▶ **Task statement**
For the word "claimed", find each line in the entries where it occurs and copy that line.

=== Section Start ===

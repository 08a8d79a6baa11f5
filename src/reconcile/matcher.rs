// Row matching: index the destination side by normalized key, probe with
// source rows, then sweep the destination rows nobody claimed.
//
// Duplicate destination keys: the last row wins the index slot. Earlier rows
// with the same key can never be matched and end up destination-only, so
// every destination row lands in exactly one partition.

use crate::model::Row;
use crate::reconcile::key::Key;
use crate::reconcile::normalize::Normalizer;
use ahash::AHashMap;
use tracing::debug;

#[derive(Debug, Default)]
pub struct MatchResult<'a> {
    pub matched: Vec<(&'a Row, &'a Row)>,
    pub source_only: Vec<&'a Row>,
    pub destination_only: Vec<&'a Row>,
}

// Matches and misses for one slice of source rows.
#[derive(Debug, Default)]
pub struct ChunkMatch<'a> {
    pub matched: Vec<(&'a Row, &'a Row)>,
    pub source_only: Vec<&'a Row>,
}

pub struct DestinationIndex<'a> {
    rows: &'a [Row],
    by_key: AHashMap<String, usize>,
    consumed: Vec<bool>,
    key: Key,
    normalizer: Normalizer,
    shadowed: usize,
}

impl<'a> DestinationIndex<'a> {
    pub fn build(rows: &'a [Row], key: &Key, normalizer: Normalizer) -> Self {
        let mut by_key = AHashMap::with_capacity(rows.len());
        let mut shadowed = 0usize;
        for (i, row) in rows.iter().enumerate() {
            let k = normalizer.key(&row.values, &key.positions(&row.columns));
            if by_key.insert(k, i).is_some() {
                shadowed += 1;
            }
        }
        if shadowed > 0 {
            debug!(
                "DestinationIndex: {} duplicate destination keys on [{}], last row kept",
                shadowed,
                key.label()
            );
        }
        Self {
            rows,
            by_key,
            consumed: vec![false; rows.len()],
            key: key.clone(),
            normalizer,
            shadowed,
        }
    }

    // Destination rows hidden behind a later row with the same key.
    pub fn shadowed(&self) -> usize {
        self.shadowed
    }

    pub fn probe(&mut self, source: &'a [Row]) -> ChunkMatch<'a> {
        let rows: &'a [Row] = self.rows;
        let mut out = ChunkMatch::default();
        for row in source {
            let k = self
                .normalizer
                .key(&row.values, &self.key.positions(&row.columns));
            match self.by_key.get(&k) {
                Some(&i) => {
                    self.consumed[i] = true;
                    out.matched.push((row, &rows[i]));
                }
                None => out.source_only.push(row),
            }
        }
        out
    }

    // Destination rows never claimed by a probe, in input order.
    pub fn finish(self) -> Vec<&'a Row> {
        self.rows
            .iter()
            .zip(self.consumed)
            .filter(|(_, used)| !used)
            .map(|(row, _)| row)
            .collect()
    }
}

// One-pass matching of two row sets on `key`.
pub fn match_rows<'a>(
    source: &'a [Row],
    destination: &'a [Row],
    key: &Key,
    normalizer: Normalizer,
) -> MatchResult<'a> {
    let mut index = DestinationIndex::build(destination, key, normalizer);
    let chunk = index.probe(source);
    MatchResult {
        matched: chunk.matched,
        source_only: chunk.source_only,
        destination_only: index.finish(),
    }
}
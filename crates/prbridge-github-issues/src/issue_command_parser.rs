pub const DEFAULT_COMMAND_PREFIX: &str = "/ai";

#[derive(Debug, Clone, Copy, PartialEq, Eq, Hash)]
/// Enumerates supported `CommandVerb` values.
pub enum CommandVerb {
    Plan,
    Propose,
}

impl CommandVerb {
    /// Case-insensitive verb lookup; `pr` is kept as an alias of `propose`.
    pub fn parse(raw: &str) -> Option<Self> {
        match raw.trim().to_ascii_lowercase().as_str() {
            "plan" => Some(Self::Plan),
            "propose" | "pr" => Some(Self::Propose),
            _ => None,
        }
    }

    pub fn as_str(self) -> &'static str {
        match self {
            Self::Plan => "plan",
            Self::Propose => "propose",
        }
    }
}

#[derive(Debug, Clone, PartialEq, Eq)]
/// A recognized command with a non-empty request.
pub struct BridgeCommand {
    pub verb: CommandVerb,
    pub request_text: String,
}

#[derive(Debug, Clone, PartialEq, Eq)]
/// Enumerates supported `ParsedBridgeCommand` values.
pub enum ParsedBridgeCommand {
    Run(BridgeCommand),
    /// Recognized verb without a request payload.
    Usage { verb: CommandVerb },
}

/// Parses `<prefix> <verb> <request...>` from a raw comment body.
///
/// Returns `None` when the body is not addressed to the bridge or names an
/// unknown verb; callers treat that as a silent no-op.
pub fn parse_bridge_command(body: &str, command_prefix: &str) -> Option<ParsedBridgeCommand> {
    let trimmed = body.trim();
    let (prefix, args) = split_first_token(trimmed);
    let command_prefix = command_prefix.trim();
    if prefix.is_empty() || !prefix.eq_ignore_ascii_case(command_prefix) {
        return None;
    }

    let (verb, remainder) = split_first_token(args);
    let verb = CommandVerb::parse(verb)?;
    let request_text = remainder.trim();
    if request_text.is_empty() {
        return Some(ParsedBridgeCommand::Usage { verb });
    }
    Some(ParsedBridgeCommand::Run(BridgeCommand {
        verb,
        request_text: request_text.to_string(),
    }))
}

fn split_first_token(text: &str) -> (&str, &str) {
    let text = text.trim_start();
    match text.find(char::is_whitespace) {
        Some(index) => (&text[..index], &text[index..]),
        None => (text, ""),
    }
}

=== Section End ===

▶ **Result of this task**
// source rows, then sweep the destination rows nobody claimed.
    // Destination rows never claimed by a probe, in input order.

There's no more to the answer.